DATA FOR THIS TASK:
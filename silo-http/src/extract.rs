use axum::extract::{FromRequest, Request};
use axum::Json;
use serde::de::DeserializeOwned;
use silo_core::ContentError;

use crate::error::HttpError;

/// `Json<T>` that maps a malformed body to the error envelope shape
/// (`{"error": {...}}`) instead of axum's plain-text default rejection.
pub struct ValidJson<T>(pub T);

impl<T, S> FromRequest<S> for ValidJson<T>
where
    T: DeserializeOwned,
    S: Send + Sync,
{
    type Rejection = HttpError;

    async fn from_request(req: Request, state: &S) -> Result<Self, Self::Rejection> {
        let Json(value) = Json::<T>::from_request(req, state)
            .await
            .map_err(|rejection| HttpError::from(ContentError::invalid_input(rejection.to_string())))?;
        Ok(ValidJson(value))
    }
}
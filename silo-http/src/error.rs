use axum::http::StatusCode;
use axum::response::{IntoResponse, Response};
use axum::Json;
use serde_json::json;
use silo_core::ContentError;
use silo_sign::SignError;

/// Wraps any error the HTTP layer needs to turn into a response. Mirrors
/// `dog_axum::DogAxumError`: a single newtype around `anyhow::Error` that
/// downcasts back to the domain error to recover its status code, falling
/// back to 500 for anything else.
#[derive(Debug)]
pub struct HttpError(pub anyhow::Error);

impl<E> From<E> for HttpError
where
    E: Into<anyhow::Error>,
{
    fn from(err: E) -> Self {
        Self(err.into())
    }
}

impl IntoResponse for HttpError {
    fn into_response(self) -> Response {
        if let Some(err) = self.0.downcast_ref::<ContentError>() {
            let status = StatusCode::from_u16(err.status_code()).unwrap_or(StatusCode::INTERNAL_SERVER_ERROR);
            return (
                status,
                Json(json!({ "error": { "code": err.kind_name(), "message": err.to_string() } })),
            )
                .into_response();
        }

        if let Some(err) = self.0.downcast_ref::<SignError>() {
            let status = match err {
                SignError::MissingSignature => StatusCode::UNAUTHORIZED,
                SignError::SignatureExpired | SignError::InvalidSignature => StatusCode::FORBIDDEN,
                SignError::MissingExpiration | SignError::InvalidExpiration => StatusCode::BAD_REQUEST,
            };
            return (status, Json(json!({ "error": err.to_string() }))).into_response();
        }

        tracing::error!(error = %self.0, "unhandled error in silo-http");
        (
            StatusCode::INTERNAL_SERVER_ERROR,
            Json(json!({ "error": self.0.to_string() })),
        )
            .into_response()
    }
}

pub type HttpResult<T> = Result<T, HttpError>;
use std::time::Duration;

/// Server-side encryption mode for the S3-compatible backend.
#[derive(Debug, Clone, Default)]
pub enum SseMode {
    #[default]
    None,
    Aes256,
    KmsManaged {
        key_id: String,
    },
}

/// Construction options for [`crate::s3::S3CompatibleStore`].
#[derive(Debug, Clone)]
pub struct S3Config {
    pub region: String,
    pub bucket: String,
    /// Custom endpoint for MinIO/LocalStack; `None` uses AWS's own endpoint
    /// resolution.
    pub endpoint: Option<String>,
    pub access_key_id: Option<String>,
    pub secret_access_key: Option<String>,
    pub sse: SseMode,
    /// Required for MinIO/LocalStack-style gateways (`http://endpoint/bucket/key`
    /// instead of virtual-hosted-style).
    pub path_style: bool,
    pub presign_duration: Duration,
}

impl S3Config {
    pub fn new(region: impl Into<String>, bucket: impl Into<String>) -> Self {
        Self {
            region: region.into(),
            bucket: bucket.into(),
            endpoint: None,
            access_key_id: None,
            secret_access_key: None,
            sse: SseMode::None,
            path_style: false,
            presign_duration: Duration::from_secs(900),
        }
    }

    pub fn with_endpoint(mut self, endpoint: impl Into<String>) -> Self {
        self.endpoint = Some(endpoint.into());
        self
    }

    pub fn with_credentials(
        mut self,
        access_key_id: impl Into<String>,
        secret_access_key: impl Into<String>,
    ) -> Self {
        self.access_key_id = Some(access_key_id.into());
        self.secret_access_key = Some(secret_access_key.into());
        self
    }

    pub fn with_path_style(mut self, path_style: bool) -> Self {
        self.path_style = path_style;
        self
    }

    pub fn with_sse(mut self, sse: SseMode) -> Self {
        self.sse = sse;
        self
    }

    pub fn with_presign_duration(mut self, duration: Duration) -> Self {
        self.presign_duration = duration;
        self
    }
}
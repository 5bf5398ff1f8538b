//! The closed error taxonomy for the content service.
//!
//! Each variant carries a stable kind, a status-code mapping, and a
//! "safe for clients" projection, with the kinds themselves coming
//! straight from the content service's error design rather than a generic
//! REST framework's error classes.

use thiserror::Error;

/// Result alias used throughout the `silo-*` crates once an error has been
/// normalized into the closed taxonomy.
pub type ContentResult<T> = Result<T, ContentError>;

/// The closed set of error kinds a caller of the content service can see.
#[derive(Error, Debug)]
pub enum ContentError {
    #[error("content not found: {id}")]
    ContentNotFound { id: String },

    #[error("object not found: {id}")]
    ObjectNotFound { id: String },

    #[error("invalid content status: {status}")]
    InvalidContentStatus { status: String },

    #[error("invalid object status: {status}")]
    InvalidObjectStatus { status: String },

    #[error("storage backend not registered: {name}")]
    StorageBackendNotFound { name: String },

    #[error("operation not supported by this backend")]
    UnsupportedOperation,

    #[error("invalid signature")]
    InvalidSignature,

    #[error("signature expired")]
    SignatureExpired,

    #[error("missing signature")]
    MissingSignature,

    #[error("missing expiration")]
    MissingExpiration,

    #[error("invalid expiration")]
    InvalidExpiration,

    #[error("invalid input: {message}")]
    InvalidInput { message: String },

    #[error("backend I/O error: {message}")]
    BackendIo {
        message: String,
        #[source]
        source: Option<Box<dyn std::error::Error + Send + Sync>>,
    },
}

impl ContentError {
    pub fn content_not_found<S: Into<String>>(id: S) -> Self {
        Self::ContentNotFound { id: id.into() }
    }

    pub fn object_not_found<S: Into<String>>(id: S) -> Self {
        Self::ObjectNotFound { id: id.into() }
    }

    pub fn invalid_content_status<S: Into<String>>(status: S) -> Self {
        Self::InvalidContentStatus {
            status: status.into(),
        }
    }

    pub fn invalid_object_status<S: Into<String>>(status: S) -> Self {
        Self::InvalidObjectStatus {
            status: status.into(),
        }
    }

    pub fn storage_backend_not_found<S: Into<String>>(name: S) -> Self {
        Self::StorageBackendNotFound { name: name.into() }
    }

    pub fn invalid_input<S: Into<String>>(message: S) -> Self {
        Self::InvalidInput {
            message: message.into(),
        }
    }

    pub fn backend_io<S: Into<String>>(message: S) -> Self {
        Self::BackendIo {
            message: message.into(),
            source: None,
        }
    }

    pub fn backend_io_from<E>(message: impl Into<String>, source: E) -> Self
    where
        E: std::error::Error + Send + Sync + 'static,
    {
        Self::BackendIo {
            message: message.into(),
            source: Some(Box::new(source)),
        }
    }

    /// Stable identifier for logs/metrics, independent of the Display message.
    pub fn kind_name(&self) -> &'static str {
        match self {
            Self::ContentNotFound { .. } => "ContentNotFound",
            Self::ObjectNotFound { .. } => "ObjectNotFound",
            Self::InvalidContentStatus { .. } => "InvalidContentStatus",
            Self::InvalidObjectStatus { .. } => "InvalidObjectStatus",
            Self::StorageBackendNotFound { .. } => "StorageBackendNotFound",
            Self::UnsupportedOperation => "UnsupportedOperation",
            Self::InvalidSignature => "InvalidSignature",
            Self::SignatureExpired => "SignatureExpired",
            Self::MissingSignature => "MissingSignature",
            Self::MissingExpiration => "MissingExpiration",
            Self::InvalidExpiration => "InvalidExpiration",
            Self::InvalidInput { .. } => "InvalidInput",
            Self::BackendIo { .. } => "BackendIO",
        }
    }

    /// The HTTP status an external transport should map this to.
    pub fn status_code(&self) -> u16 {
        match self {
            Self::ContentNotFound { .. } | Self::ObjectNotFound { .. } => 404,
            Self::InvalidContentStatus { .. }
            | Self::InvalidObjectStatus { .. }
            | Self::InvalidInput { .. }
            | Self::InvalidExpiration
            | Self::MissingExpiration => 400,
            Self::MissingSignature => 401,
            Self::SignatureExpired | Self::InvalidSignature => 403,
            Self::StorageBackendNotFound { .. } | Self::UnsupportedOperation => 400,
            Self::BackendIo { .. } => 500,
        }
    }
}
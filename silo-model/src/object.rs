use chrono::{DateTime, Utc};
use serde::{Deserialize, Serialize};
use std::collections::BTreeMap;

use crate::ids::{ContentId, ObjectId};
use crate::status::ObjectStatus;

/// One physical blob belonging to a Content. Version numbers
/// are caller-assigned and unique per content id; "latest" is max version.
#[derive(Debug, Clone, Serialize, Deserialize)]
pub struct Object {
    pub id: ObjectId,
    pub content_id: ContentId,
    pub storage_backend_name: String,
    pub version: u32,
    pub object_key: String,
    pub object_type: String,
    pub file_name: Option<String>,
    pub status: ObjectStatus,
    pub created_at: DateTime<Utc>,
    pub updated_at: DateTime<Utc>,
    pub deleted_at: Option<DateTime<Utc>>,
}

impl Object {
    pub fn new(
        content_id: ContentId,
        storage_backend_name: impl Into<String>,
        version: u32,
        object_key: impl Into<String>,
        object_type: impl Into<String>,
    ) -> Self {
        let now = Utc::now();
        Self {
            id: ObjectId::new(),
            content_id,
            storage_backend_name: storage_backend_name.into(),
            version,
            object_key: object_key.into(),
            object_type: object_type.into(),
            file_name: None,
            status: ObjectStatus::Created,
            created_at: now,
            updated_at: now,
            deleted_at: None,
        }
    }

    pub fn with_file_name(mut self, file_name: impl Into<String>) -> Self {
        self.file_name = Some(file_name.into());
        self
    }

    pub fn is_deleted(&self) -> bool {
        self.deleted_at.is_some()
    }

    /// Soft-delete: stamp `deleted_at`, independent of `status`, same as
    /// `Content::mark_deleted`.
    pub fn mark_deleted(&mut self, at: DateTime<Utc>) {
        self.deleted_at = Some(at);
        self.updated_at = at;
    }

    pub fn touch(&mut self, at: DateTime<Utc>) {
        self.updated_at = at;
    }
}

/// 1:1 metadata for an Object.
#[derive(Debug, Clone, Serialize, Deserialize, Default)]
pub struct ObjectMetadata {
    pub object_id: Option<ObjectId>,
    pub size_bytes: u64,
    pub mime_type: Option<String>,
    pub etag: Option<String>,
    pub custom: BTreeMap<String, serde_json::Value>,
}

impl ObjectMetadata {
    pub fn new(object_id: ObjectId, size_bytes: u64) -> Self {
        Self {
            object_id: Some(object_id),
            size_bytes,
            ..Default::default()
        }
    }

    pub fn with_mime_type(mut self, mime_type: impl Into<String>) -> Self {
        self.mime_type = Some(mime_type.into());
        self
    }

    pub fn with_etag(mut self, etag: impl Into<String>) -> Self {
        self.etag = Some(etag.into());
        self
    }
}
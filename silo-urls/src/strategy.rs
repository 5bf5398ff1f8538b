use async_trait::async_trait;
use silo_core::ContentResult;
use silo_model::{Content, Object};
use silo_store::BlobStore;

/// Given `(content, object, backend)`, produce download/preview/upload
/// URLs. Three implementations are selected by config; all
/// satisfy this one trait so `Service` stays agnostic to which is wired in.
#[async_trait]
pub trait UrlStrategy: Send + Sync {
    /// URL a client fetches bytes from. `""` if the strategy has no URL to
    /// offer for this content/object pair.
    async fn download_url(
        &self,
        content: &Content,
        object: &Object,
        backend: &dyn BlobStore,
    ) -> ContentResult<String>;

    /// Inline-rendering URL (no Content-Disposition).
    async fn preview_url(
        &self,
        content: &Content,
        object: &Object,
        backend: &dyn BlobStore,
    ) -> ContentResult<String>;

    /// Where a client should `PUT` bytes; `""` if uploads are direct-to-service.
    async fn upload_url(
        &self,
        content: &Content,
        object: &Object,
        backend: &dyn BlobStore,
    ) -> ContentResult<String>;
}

WORK INSTRUCTION:
If a line comes after the one with "error envelope shape", leave it out; reproduce exactly every line of the material from the first up to and including that one.

REPLY TO THE EXERCISE:
filename silo-http/src/extract.rs
use axum::extract::{FromRequest, Request};
use axum::Json;
use serde::de::DeserializeOwned;
use silo_core::ContentError;

use crate::error::HttpError;

/// `Json<T>` that maps a malformed body to the error envelope shape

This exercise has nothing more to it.